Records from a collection
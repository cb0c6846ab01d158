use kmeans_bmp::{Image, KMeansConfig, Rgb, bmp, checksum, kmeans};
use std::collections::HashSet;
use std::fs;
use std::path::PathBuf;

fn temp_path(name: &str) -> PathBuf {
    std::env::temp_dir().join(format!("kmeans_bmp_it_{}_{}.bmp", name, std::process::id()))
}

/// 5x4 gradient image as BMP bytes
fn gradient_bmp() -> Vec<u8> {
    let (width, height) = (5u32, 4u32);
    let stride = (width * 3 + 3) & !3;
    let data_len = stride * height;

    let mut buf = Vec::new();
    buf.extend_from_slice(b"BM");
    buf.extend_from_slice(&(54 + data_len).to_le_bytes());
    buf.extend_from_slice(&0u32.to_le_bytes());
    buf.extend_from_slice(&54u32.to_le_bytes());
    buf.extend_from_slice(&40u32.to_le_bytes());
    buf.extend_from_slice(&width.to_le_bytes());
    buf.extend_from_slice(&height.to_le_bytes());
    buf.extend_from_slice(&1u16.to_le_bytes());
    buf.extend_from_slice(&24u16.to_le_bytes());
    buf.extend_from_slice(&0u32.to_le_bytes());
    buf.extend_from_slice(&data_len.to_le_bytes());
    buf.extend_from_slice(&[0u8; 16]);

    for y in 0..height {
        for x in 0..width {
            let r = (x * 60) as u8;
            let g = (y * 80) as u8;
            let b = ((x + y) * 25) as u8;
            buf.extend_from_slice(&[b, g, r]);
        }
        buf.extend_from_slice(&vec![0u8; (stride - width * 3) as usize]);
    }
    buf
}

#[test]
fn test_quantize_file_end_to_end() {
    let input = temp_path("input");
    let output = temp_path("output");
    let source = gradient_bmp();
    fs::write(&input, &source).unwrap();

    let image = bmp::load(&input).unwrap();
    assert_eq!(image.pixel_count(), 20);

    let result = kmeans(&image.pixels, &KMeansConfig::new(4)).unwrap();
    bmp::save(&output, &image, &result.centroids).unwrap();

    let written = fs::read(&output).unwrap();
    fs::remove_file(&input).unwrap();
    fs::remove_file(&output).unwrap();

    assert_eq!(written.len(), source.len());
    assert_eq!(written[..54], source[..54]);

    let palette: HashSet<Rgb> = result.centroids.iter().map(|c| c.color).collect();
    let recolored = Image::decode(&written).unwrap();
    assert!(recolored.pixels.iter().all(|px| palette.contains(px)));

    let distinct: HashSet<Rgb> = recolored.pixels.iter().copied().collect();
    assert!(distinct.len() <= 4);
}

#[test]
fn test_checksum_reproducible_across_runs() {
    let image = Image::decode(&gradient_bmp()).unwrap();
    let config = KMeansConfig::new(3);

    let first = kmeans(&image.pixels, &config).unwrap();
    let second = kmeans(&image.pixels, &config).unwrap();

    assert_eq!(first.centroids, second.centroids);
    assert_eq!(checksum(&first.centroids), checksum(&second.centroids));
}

* * *

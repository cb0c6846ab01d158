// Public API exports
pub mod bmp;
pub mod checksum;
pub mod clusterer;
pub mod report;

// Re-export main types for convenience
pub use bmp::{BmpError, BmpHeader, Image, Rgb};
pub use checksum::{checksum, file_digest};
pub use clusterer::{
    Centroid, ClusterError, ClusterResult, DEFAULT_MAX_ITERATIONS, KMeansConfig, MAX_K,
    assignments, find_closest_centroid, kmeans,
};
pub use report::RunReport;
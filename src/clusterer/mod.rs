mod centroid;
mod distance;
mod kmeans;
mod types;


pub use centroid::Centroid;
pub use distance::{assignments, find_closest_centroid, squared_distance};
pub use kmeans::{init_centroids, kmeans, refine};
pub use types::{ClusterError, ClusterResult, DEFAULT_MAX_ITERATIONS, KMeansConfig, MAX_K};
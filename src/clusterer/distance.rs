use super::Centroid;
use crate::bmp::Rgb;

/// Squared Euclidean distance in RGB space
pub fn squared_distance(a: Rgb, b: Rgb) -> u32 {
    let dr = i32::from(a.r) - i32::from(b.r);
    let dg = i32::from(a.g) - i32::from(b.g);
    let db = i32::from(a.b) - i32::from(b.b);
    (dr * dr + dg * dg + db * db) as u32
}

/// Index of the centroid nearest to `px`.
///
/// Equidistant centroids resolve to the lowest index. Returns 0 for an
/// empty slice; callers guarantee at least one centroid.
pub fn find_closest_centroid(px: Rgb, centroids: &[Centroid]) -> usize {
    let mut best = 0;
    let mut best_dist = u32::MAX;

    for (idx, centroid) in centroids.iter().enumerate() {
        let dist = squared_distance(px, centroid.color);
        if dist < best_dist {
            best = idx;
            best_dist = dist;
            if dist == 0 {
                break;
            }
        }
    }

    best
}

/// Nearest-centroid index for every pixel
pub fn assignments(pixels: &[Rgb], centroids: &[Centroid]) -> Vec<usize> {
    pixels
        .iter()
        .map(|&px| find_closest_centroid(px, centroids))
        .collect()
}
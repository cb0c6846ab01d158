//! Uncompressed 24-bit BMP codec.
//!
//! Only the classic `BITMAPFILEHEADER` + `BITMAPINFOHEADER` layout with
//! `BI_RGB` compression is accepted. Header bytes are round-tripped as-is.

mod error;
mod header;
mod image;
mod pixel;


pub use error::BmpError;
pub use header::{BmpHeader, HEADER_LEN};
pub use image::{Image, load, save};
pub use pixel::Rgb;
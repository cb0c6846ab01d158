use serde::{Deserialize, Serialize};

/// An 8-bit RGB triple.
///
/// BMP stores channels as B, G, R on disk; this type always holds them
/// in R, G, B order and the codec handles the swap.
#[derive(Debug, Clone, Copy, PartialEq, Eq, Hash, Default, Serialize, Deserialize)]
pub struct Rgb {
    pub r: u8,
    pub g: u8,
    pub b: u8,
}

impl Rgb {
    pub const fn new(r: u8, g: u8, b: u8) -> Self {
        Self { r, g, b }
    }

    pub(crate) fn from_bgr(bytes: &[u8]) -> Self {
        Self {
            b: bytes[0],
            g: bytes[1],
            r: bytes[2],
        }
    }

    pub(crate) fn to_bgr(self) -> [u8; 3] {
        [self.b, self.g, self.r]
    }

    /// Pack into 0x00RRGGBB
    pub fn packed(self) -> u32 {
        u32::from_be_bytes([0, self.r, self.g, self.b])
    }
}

WORK REQUIRED:
Each line in the records above with "load" must be returned.

TASK OUTPUT:
    let image = bmp::load(&input).unwrap();
pub use image::{Image, load, save};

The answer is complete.